La Communauté autonome basque, quant à elle, affiche un niveau plus calme, 69,4 %, mais diminue de 5,5 points par rapport à fin août dernier.

Irabia, la seule exception qui a amélioré les chiffres

Aujourd'hui, la plupart des réservoirs sont en dessous des pourcentages d'il y a un an. La seule exception positive de l'ensemble duréseau est le petit réservoir Irabia , en Navarre : il conserve actuellement 7 hm³, soit la moitié de sa capacité. En effet, il conserve deux hectomètres cubes de plus qu'à la même période l'an dernier, soit plus de 14 points (35,7 %).

D'autre part, les réservoirs de plus petite taille comme Albina, Nagore, Urdalur et Endara ont les mêmes registres, tandis que les autres infrastructures continuent de baisser.

Maximum au printemps, minimum en automne

Les saisons marquent de manière significative le rendement des bassins versants du Pays Basque, de sorte que la réserve atteint un picannuel entre mai et juin : au cours des 20 dernières années, la moyenne historique est de 83,2 % en mai, en raison de la fonte des glaces et des fortes précipitations printanières, puis elle touche le fond d'octobre à novembre et commence à décliner considérablement, avec 42,3 % des réserves moyennes d'octobre.

Malgré les oscillations annuelles, la série historique montre que les périodes sèches fortes alternent avec les phases de restauration rapide.

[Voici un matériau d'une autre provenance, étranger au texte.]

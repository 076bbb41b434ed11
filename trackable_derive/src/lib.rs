extern crate proc_macro;

mod trackable_expand;

use trackable_expand::expand_trackable;

#[proc_macro_derive(Trackable, attributes(trackable))]
pub fn trackable(item: proc_macro::TokenStream) -> proc_macro::TokenStream {
    let input = syn::parse_macro_input!(item as syn::DeriveInput);

    expand_trackable(input)
        .unwrap_or_else(|err| err.to_compile_error())
        .into()
}
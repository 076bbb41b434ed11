//! Compile-time schema introspection (C1).
//!
//! The original design enumerates a record's properties through runtime
//! reflection. Rust has none, so `#[derive(Trackable)]`
//! (`trackable_derive`) plays that role at compile time: for every field it
//! decides whether the field is scalar, complex, or a collection, and emits
//! a `'static` [`Schema`] plus the accessor thunks [`Trackable`] requires.
//! There is no process-wide mutable action table — every generated
//! `Schema` is a `const` owned by the type it describes.

use crate::any_tracked::AnyTracked;
use crate::scalar::TrackedScalar;

/// How a single field was classified by the derive macro.
#[derive(Debug, Clone, Copy, PartialEq, Eq)]
pub enum FieldKind {
    /// A `PartialEq + Clone` leaf value, tracked by [`crate::record::TrackedRecord`]'s
    /// `original` map.
    Scalar,
    /// A nested record type, itself `Trackable`, lazily wrapped on first
    /// access.
    Complex,
    /// A `Vec<E>` of `Trackable` elements, lazily wrapped into a
    /// [`crate::collection::TrackedCollection`] on first access.
    Collection,
}

/// Static description of one field, as emitted by `#[derive(Trackable)]`.
#[derive(Debug, Clone, Copy)]
pub struct FieldSchema {
    /// The field's name, used as the key throughout the tracking maps.
    pub name: &'static str,
    /// The field's classification.
    pub kind: FieldKind,
}

/// The full schema of a record type: every field the derive macro saw,
/// in declaration order.
#[derive(Debug, Clone, Copy)]
pub struct Schema {
    /// All fields, scalar, complex, and collection alike.
    pub fields: &'static [FieldSchema],
}

impl Schema {
    /// Names of the scalar fields — `scalars(R)` in the design.
    pub fn scalars(&self) -> impl Iterator<Item = &'static str> + '_ {
        self.fields
            .iter()
            .filter(|f| f.kind == FieldKind::Scalar)
            .map(|f| f.name)
    }

    /// Names of the complex fields — `complex(R)` in the design.
    pub fn complex(&self) -> impl Iterator<Item = &'static str> + '_ {
        self.fields
            .iter()
            .filter(|f| f.kind == FieldKind::Complex)
            .map(|f| f.name)
    }

    /// Names of the collection fields — `collections(R)` in the design.
    pub fn collections(&self) -> impl Iterator<Item = &'static str> + '_ {
        self.fields
            .iter()
            .filter(|f| f.kind == FieldKind::Collection)
            .map(|f| f.name)
    }

    /// Looks up a field's kind by name.
    pub fn kind_of(&self, name: &str) -> Option<FieldKind> {
        self.fields.iter().find(|f| f.name == name).map(|f| f.kind)
    }
}

/// Flags inherited while recursively wrapping a graph, per §4.7.
///
/// Setting either flag to `false` for a subtree exposes that subtree's
/// complex/collection properties as plain passthrough values: no wrapper,
/// no status, no accept/reject participation. Both default to `true`.
#[derive(Debug, Clone, Copy, PartialEq, Eq)]
pub struct TrackingConfig {
    /// Whether complex (nested record) properties get lazily wrapped.
    pub make_complex_trackable: bool,
    /// Whether collection properties get lazily wrapped.
    pub make_collection_trackable: bool,
}

impl Default for TrackingConfig {
    fn default() -> Self {
        TrackingConfig {
            make_complex_trackable: true,
            make_collection_trackable: true,
        }
    }
}

/// Implemented by `#[derive(Trackable)]` for every record type the engine
/// wraps.
///
/// Field types vary from one implementor to the next, so every accessor
/// is type-erased: scalars travel as `Box<dyn TrackedScalar>`, complex and
/// collection children travel as `Box<dyn AnyTracked>`. The generated
/// bodies are a `match field { ... }` over the struct's own field names;
/// callers always pass a name the `schema()` actually lists.
pub trait Trackable: Clone + Send + Sync + 'static {
    /// The compile-time schema for this type.
    fn schema() -> &'static Schema;

    /// Reads a scalar field's current value.
    fn scalar_get(&self, field: &str) -> Box<dyn TrackedScalar>;

    /// Writes a scalar field's current value.
    fn scalar_set(&mut self, field: &str, value: &dyn TrackedScalar);

    /// Wraps a complex field's current value into a fresh tracked child,
    /// or returns `None` if the field is currently absent (an `Option<C>`
    /// field holding `None`).
    fn complex_wrap(&self, field: &str, cfg: TrackingConfig) -> Option<Box<dyn AnyTracked>>;

    /// Applies a complex child's current value back into the field after a
    /// `set`, or clears the field if `wrapped` is `None`.
    fn complex_assign(&mut self, field: &str, wrapped: Option<&dyn AnyTracked>);

    /// Wraps a collection field's current value into a fresh tracked
    /// collection.
    fn collection_wrap(&self, field: &str, cfg: TrackingConfig) -> Box<dyn AnyTracked>;

    /// Applies a collection child's current items back into the field.
    fn collection_assign(&mut self, field: &str, wrapped: &dyn AnyTracked);
}
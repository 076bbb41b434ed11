//! Type-erased scalar values.
//!
//! The engine needs to hold a tracked record's pre-mutation scalar values in
//! a single `HashMap<&'static str, _>` even though different fields have
//! different concrete types. [`TrackedScalar`] is the small object-safe
//! abstraction that makes that possible: a blanket impl covers every
//! `PartialEq + Clone` type, so `#[derive(Trackable)]` never has to know the
//! field types up front, only that each one satisfies the bound.

use core::any::Any;
use core::fmt;

/// A scalar property value, boxed so it can live in a schema-agnostic map.
pub trait TrackedScalar: Any + Send + Sync {
    /// Equality against another boxed scalar of (expected to be) the same
    /// concrete type. Returns `false`, rather than panicking, if the
    /// concrete types differ — that can only happen if the generated code
    /// has a bug, and silently treating it as "different" is safer than
    /// panicking deep inside status computation.
    fn scalar_eq(&self, other: &dyn TrackedScalar) -> bool;

    /// Clones the underlying value into a new box.
    fn clone_boxed(&self) -> Box<dyn TrackedScalar>;

    /// Upcast for [`core::any::Any::downcast_ref`].
    fn as_any(&self) -> &dyn Any;
}

impl<T> TrackedScalar for T
where
    T: Any + PartialEq + Clone + Send + Sync,
{
    fn scalar_eq(&self, other: &dyn TrackedScalar) -> bool {
        match other.as_any().downcast_ref::<T>() {
            Some(other) => self == other,
            None => false,
        }
    }

    fn clone_boxed(&self) -> Box<dyn TrackedScalar> {
        Box::new(self.clone())
    }

    fn as_any(&self) -> &dyn Any {
        self
    }
}

impl fmt::Debug for dyn TrackedScalar {
    fn fmt(&self, f: &mut fmt::Formatter<'_>) -> fmt::Result {
        f.write_str("TrackedScalar { .. }")
    }
}

/// Downcasts a boxed scalar to a concrete `&T`, panicking on a schema bug.
///
/// Callers only ever invoke this with the type the schema says `field`
/// holds, so a mismatch means `#[derive(Trackable)]` generated inconsistent
/// code, not a user error — hence the panic rather than a recoverable
/// `Error` variant.
pub fn downcast_scalar<T: 'static>(value: &dyn TrackedScalar) -> &T {
    value
        .as_any()
        .downcast_ref::<T>()
        .expect("scalar field type mismatch: derive(Trackable) generated inconsistent accessors")
}

#[cfg(test)]
mod tests {
    use super::*;

    #[test]
    fn boxed_scalars_compare_by_value() {
        let a: Box<dyn TrackedScalar> = Box::new(1_u32);
        let b: Box<dyn TrackedScalar> = Box::new(1_u32);
        let c: Box<dyn TrackedScalar> = Box::new(2_u32);
        assert!(a.scalar_eq(&*b));
        assert!(!a.scalar_eq(&*c));
    }

    #[test]
    fn mismatched_concrete_types_are_unequal_not_panicking() {
        let a: Box<dyn TrackedScalar> = Box::new(1_u32);
        let b: Box<dyn TrackedScalar> = Box::new("one".to_string());
        assert!(!a.scalar_eq(&*b));
    }

    #[test]
    fn clone_boxed_preserves_value() {
        let a: Box<dyn TrackedScalar> = Box::new(42_i64);
        let cloned = a.clone_boxed();
        assert!(a.scalar_eq(&*cloned));
        assert_eq!(*downcast_scalar::<i64>(&*cloned), 42);
    }
}
impl<R: Trackable> TrackedRecord<R> {
    /// Wraps a plain record with the default [`TrackingConfig`].
    pub fn wrap(value: R) -> Self {
        Self::wrap_with_config(value, TrackingConfig::default())
    }

    /// Wraps a plain record, propagating `cfg` to any lazily-wrapped
    /// descendant.
    pub fn wrap_with_config(value: R, cfg: TrackingConfig) -> Self {
        #[cfg(feature = "tracing")]
        tracing::trace!(field_count = R::schema().fields.len(), "wrapping record");

        TrackedRecord {
            id: ItemId::fresh(),
            current: value,
            original_scalars: HashMap::new(),
            complex_children: Mutex::new(HashMap::new()),
            collection_children: Mutex::new(HashMap::new()),
            complex_latched: false,
            cfg,
            membership: AtomicU8::new(0),
            owned: AtomicBool::new(false),
        }
    }

    /// This record's stable identity.
    pub fn id(&self) -> ItemId {
        self.id
    }

    pub(crate) fn mark_owned(&self) {
        self.owned.store(true, Ordering::Relaxed);
    }

    pub(crate) fn mark_unowned(&self) {
        self.owned.store(false, Ordering::Relaxed);
    }

    pub(crate) fn is_owned(&self) -> bool {
        self.owned.load(Ordering::Relaxed)
    }

    pub(crate) fn set_membership(&self, status: Option<Status>) {
        self.membership.store(encode_membership(status), Ordering::Relaxed);
    }

    pub(crate) fn membership(&self) -> Option<Status> {
        decode_membership(self.membership.load(Ordering::Relaxed))
    }

    /// Read-only access to the wrapped record's current value.
    ///
    /// Complex and collection fields are only current here up to the last
    /// [`TrackedRecord::sync_into_current`] call (performed automatically
    /// by `accept_changes`, `reject_changes`, and `original_snapshot`);
    /// prefer [`TrackedRecord::complex`] / [`TrackedRecord::collection`] for
    /// live nested access, since mutating directly through `current` would
    /// bypass scalar tracking entirely (§5).
    pub fn current(&self) -> &R {
        &self.current
    }

    /// Reads a scalar field's current value.
    pub fn get<T: Clone + 'static>(&self, field: &str) -> T {
        let boxed = self.current.scalar_get(field);
        downcast_scalar::<T>(&*boxed).clone()
    }

    /// Sets a scalar field, per the C2 algorithm: the prior value is
    /// snapshotted into `original` on first write only, and the snapshot is
    /// cleared again if the new value happens to equal it — the mechanism
    /// by which a Changed record can decay back to Unchanged without an
    /// explicit reject.
    pub fn set<T>(&mut self, field: &str, value: T)
    where
        T: TrackedScalar + Clone + 'static,
    {
        if !self.original_scalars.contains_key(field) {
            let prior = self.current.scalar_get(field);
            self.original_scalars.insert(field, prior);
        }

        self.current.scalar_set(field, &value);

        if let Some(orig) = self.original_scalars.get(field) {
            if orig.scalar_eq(&value) {
                self.original_scalars.remove(field);
            }
        }

        #[cfg(feature = "tracing")]
        tracing::trace!(field, status = %self.status(), "scalar set");
    }

    /// The pre-mutation value of `field`, or its current value if `field`
    /// hasn't been touched since the last accept/reject.
    pub fn original<T: Clone + 'static>(&self, field: &str) -> T {
        match self.original_scalars.get(field) {
            Some(value) => downcast_scalar::<T>(&**value).clone(),
            None => self.get(field),
        }
    }

    /// Reconstructs a plain `R` with every scalar reverted to its
    /// pre-mutation value (nested complex/collection fields reflect
    /// whatever was last synced — see [`TrackedRecord::current`]).
    pub fn original_snapshot(&self) -> R {
        let mut snapshot = self.current.clone();
        for (field, value) in &self.original_scalars {
            snapshot.scalar_set(field, &**value);
        }
        snapshot
    }

    fn schema_kind(&self, field: &str) -> Option<FieldKind> {
        R::schema().kind_of(field)
    }

    pub(crate) fn internal_status(&self) -> Status {
        if !self.original_scalars.is_empty() {
            return Status::Changed;
        }

        let complex_changed = {
            let map = self
                .complex_children
                .lock()
                .unwrap_or_else(|poisoned| poisoned.into_inner());
            map.values().any(|slot| matches!(slot, Some(child) if child.is_changed()))
        };
        if complex_changed {
            return Status::Changed;
        }

        let collection_changed = {
            let map = self
                .collection_children
                .lock()
                .unwrap_or_else(|poisoned| poisoned.into_inner());
            map.values().any(|child| child.is_changed())
        };
        if collection_changed {
            return Status::Changed;
        }

        Status::Unchanged
    }

    /// This record's status, per §3: whatever membership a parent
    /// collection has imposed (`Added`/`Deleted`/a forced `Changed`), or
    /// else the internally rolled-up `Unchanged`/`Changed`.
    pub fn status(&self) -> Status {
        self.membership().unwrap_or_else(|| self.internal_status())
    }

    /// Ensures `field`'s tracked child slot is populated, without handing
    /// out a reference — used both by [`TrackedRecord::complex`] and by the
    /// read-only status rollup, which only ever needs to know whether a
    /// slot is changed, not to hold onto it. Uses the runtime lock, since it
    /// may run through a shared `&self`: concurrent first-reads of the same
    /// slot must not race to create two wrappers (§5).
    fn ensure_complex_wrapped_shared(&self, field: &str) -> Result<(), Error> {
        if self.schema_kind(field) != Some(FieldKind::Complex) {
            return Err(Error::InvalidCast);
        }
        let mut map = self
            .complex_children
            .lock()
            .unwrap_or_else(|poisoned| poisoned.into_inner());
        if !map.contains_key(field) {
            if !self.cfg.make_complex_trackable {
                return Err(Error::SchemaIneligible);
            }
            let wrapped = self.current.complex_wrap(field, self.cfg);
            map.insert(field, wrapped);
        }
        Ok(())
    }

    /// Borrows (lazily wrapping on first access) the tracked child for a
    /// complex field, or `None` if the field currently holds no value.
    pub fn complex<C: Trackable>(&mut self, field: &str) -> Result<Option<&mut TrackedRecord<C>>, Error> {
        self.ensure_complex_wrapped_shared(field)?;
        let map = self
            .complex_children
            .get_mut()
            .unwrap_or_else(|poisoned| poisoned.into_inner());
        match map.get_mut(field) {
            Some(Some(wrapped)) => Ok(Some(any_tracked::downcast_mut::<TrackedRecord<C>>(wrapped.as_mut())?)),
            Some(None) => Ok(None),
            None => unreachable!("ensure_complex_wrapped_shared always populates the slot"),
        }
    }

    /// Replaces a complex field's value, per the C3 write algorithm: the
    /// underlying assignment is applied first (synchronous, unconditional
    /// visibility to external observers), then the cached wrapper is
    /// replaced to match.
    pub fn set_complex<C: Trackable>(&mut self, field: &str, value: Option<C>) -> Result<(), Error> {
        if self.schema_kind(field) != Some(FieldKind::Complex) {
            return Err(Error::InvalidCast);
        }

        let wrapped = value.map(|v| TrackedRecord::wrap_with_config(v, self.cfg));
        self.current
            .complex_assign(field, wrapped.as_ref().map(|w| w as &dyn AnyTracked));

        let map = self
            .complex_children
            .get_mut()
            .unwrap_or_else(|poisoned| poisoned.into_inner());
        map.insert(field, wrapped.map(|w| Box::new(w) as Box<dyn AnyTracked>));
        Ok(())
    }

    /// Borrows (lazily wrapping on first access) the tracked collection for
    /// a collection field.
    pub fn collection<E: Trackable>(&mut self, field: &str) -> Result<&mut crate::collection::TrackedCollection<E>, Error> {
        if self.schema_kind(field) != Some(FieldKind::Collection) {
            return Err(Error::InvalidCast);
        }
        {
            let mut map = self
                .collection_children
                .lock()
                .unwrap_or_else(|poisoned| poisoned.into_inner());
            if !map.contains_key(field) {
                if !self.cfg.make_collection_trackable {
                    return Err(Error::SchemaIneligible);
                }
                let wrapped = self.current.collection_wrap(field, self.cfg);
                map.insert(field, wrapped);
            }
        }
        let map = self
            .collection_children
            .get_mut()
            .unwrap_or_else(|poisoned| poisoned.into_inner());
        any_tracked::downcast_mut::<crate::collection::TrackedCollection<E>>(map.get_mut(field).unwrap().as_mut())
    }

    /// Materializes every currently-non-null complex child and returns them
    /// for uniform recursion (`complex_property_trackables` in the design).
    /// Latches once: later calls do not re-scan for properties that became
    /// non-null afterward (§9 open question, resolved in favor of
    /// latch-once semantics).
    pub fn complex_children(&mut self) -> impl Iterator<Item = &mut dyn AnyTracked> {
        if !self.complex_latched {
            self.complex_latched = true;
            let names: Vec<&'static str> = R::schema().complex().collect();
            for name in names {
                let _ = self.ensure_complex_wrapped_shared(name);
            }
        }
        self.complex_children
            .get_mut()
            .unwrap_or_else(|poisoned| poisoned.into_inner())
            .values_mut()
            .filter_map(|slot| slot.as_mut().map(|child| child.as_mut()))
    }

    /// Pushes every wrapped complex/collection child's current value back
    /// into the underlying record, recursively. Called automatically by
    /// `accept_changes`, `reject_changes`, and `original_snapshot` callers
    /// that need a fully up to date `R`.
    pub fn sync_into_current(&mut self) {
        let complex_names: Vec<&'static str> = R::schema().complex().collect();
        for field in complex_names {
            let mut map = self
                .complex_children
                .lock()
                .unwrap_or_else(|poisoned| poisoned.into_inner());
            if let Some(slot) = map.get_mut(field) {
                let wrapped_ref = slot.as_deref().map(|child| child as &dyn AnyTracked);
                self.current.complex_assign(field, wrapped_ref);
            }
        }

        let collection_names: Vec<&'static str> = R::schema().collections().collect();
        for field in collection_names {
            let mut map = self
                .collection_children
                .lock()
                .unwrap_or_else(|poisoned| poisoned.into_inner());
            if let Some(child) = map.get_mut(field) {
                self.current.collection_assign(field, child.as_ref());
            }
        }
    }

    /// Depth-first accept (C5): recurse into children first so their
    /// rolled-up `Unchanged` status is observable, then clear this
    /// record's own scalar snapshot and membership.
    pub fn accept_changes(&mut self) {
        {
            let mut map = self
                .complex_children
                .get_mut()
                .unwrap_or_else(|poisoned| poisoned.into_inner());
            for child in map.values_mut().flatten() {
                child.accept_changes();
            }
        }
        {
            let mut map = self
                .collection_children
                .get_mut()
                .unwrap_or_else(|poisoned| poisoned.into_inner());
            for child in map.values_mut() {
                child.accept_changes();
            }
        }
        self.sync_into_current();
        self.original_scalars.clear();
        self.set_membership(None);

        #[cfg(feature = "tracing")]
        tracing::debug!("accepted changes");
    }

    /// Depth-first reject (C5): restore scalars first, then recurse into
    /// children — membership itself is restored by the owning
    /// `TrackedCollection`, not here.
    pub fn reject_changes(&mut self) {
        for (field, value) in self.original_scalars.drain() {
            self.current.scalar_set(field, &*value);
        }
        {
            let mut map = self
                .complex_children
                .get_mut()
                .unwrap_or_else(|poisoned| poisoned.into_inner());
            for child in map.values_mut().flatten() {
                child.reject_changes();
            }
        }
        {
            let mut map = self
                .collection_children
                .get_mut()
                .unwrap_or_else(|poisoned| poisoned.into_inner());
            for child in map.values_mut() {
                child.reject_changes();
            }
        }
        self.sync_into_current();

        #[cfg(feature = "tracing")]
        tracing::debug!("rejected changes");
    }

}
#![deny(bare_trait_objects)]
#![cfg_attr(docsrs, feature(doc_cfg))]

//! Change-tracking wrappers for plain record types and collections.
//!
//! `trackable` wraps an owned value and remembers what it looked like when
//! tracking started, so later you can ask what changed, accept the current
//! state as the new baseline, or revert to the original. It covers three
//! shapes of data:
//!
//! - scalar properties, compared by `PartialEq` ([`TrackedRecord`]'s
//!   `original` map),
//! - complex (nested record) properties, wrapped lazily into their own
//!   [`TrackedRecord`],
//! - collections (`Vec<E>`), wrapped lazily into a [`TrackedCollection`]
//!   that tracks membership (added/changed/deleted/unchanged) alongside
//!   each element's own change state.
//!
//! `#[derive(Trackable)]` generates the compile-time [`Schema`] and
//! accessor glue a record type needs to participate; see [`schema`] for
//! the trait it implements.

pub mod any_tracked;
pub mod collection;
pub mod error;
pub mod record;
pub mod scalar;
pub mod schema;
pub mod status;

pub mod prelude;

pub use any_tracked::AnyTracked;
pub use collection::TrackedCollection;
pub use error::Error;
pub use record::{ItemId, TrackedRecord};
pub use scalar::TrackedScalar;
pub use schema::{FieldKind, FieldSchema, Schema, Trackable, TrackingConfig};
pub use status::Status;

#[cfg(feature = "derive")]
#[cfg_attr(docsrs, doc(cfg(feature = "derive")))]
pub use trackable_derive::Trackable;

/// Alias for `Result<T, Error>`, matching every fallible signature in this
/// crate.
pub type Result<T> = core::result::Result<T, Error>;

Il convient de souligner le minimum du 1er novembre 2011, lorsque les réserves sont tombées à 30,3 % . Par la suite, le système a connu deux autres périodes de sécheresse notables : entre 2016 et 2017 (les minima avoisinant 31,3 % fin 2016 et les moyennes annuelles autour de 57 %) et le cycle 2022-2023 a enregistré une réserve annuelle moyenne de 59,8 %, soit près de sept points de moins que la moyenne globale des 20 dernières années (66,4 %).

Malgré les épisodes de stress hydrique, le réseau de réservoirs du Pays Basque a montré une grande capacité de récupération au cours des années humides, comme en témoigne la reprise rapide de la période 2013-2014, avec une moyenne annuelle de 76,5 % après avoir atteint le plafond historique de remplissage le 11 juin 2013 (les réserves ont atteint 95,4 %) et 2025, lorsque le 20 mai les réservoirs ont dépassé 94 % de leur capacité.